## Exercise materials:

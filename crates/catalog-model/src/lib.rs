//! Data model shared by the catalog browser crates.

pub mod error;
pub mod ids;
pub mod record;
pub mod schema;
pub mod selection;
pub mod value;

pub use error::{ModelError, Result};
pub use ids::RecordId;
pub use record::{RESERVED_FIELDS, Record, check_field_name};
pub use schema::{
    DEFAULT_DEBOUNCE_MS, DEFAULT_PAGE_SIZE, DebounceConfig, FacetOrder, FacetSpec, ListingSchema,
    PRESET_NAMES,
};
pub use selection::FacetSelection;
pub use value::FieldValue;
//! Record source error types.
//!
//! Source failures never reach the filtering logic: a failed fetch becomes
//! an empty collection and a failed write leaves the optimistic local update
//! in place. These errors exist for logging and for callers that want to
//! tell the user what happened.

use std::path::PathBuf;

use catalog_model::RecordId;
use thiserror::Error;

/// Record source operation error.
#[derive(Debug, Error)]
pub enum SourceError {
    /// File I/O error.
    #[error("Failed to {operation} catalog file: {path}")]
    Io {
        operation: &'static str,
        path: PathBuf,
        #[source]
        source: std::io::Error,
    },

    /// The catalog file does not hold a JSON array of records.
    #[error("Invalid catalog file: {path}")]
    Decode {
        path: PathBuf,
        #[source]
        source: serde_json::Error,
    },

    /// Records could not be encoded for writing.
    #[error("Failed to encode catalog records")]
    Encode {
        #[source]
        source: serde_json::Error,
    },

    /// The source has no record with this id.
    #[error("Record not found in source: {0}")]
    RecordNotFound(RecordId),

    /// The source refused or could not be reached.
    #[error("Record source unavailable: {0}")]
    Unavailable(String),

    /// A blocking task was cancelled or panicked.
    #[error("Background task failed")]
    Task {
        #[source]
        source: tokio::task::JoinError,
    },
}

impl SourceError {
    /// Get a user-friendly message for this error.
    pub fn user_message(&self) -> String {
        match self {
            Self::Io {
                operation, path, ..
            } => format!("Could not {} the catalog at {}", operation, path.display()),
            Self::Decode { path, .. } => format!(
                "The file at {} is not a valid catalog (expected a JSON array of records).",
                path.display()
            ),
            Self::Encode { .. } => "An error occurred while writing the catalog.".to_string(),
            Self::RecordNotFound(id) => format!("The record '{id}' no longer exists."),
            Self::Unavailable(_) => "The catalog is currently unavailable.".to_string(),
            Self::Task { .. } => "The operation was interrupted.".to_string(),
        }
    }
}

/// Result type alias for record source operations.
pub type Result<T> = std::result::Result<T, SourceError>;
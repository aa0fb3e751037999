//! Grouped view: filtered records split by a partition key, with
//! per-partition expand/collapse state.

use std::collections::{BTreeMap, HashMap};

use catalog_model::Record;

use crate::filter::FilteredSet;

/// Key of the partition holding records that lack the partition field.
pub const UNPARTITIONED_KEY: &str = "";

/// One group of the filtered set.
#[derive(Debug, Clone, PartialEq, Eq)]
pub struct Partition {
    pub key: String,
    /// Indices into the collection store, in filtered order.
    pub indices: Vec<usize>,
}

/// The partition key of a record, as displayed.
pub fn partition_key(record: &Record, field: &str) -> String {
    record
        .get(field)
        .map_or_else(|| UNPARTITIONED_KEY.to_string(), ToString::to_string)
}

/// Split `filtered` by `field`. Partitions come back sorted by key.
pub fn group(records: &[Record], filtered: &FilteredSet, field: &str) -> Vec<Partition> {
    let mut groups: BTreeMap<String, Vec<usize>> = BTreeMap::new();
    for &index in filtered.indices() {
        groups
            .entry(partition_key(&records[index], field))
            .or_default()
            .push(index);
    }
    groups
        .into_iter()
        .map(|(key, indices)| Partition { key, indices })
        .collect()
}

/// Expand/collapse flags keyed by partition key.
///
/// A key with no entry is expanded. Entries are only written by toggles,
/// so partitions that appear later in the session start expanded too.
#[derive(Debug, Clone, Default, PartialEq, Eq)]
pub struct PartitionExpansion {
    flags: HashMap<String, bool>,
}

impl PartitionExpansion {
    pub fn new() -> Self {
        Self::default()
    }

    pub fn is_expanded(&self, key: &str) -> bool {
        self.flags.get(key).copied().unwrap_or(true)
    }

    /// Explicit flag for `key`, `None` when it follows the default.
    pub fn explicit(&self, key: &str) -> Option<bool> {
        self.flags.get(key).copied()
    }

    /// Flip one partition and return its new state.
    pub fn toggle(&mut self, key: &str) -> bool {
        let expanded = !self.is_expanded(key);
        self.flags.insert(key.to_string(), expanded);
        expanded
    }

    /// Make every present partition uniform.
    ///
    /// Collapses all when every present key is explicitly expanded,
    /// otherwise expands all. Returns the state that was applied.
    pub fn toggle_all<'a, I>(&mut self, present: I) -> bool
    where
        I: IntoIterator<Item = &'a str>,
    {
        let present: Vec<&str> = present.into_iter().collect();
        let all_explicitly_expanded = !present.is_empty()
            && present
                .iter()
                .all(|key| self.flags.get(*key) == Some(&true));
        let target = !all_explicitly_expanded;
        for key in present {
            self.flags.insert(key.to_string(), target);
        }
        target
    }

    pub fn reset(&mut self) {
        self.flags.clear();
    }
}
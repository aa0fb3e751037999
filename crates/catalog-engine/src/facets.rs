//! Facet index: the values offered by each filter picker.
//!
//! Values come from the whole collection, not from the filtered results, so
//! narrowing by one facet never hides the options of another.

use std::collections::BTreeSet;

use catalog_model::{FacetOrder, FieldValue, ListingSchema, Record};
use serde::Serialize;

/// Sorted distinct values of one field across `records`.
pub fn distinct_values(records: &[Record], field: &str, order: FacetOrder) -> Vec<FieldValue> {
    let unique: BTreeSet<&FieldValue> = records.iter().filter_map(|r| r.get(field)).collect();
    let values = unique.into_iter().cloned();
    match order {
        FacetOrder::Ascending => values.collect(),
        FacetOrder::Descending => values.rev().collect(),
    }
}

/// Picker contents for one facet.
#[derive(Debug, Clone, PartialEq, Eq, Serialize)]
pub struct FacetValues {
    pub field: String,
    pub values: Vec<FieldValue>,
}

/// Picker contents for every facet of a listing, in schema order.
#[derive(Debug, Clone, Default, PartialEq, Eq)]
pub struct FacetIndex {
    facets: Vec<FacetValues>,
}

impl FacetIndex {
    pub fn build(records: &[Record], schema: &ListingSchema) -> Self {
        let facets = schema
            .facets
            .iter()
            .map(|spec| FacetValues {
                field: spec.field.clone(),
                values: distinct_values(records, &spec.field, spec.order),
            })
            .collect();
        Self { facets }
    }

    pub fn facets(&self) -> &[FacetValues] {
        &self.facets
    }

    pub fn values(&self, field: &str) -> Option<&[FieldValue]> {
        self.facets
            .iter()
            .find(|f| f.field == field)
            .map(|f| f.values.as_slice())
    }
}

## Prompt:
Take every line from the records that holds "writing" and copy it down.

## Problem solution:
    /// Records could not be encoded for writing.
            Self::Encode { .. } => "An error occurred while writing the catalog.".to_string(),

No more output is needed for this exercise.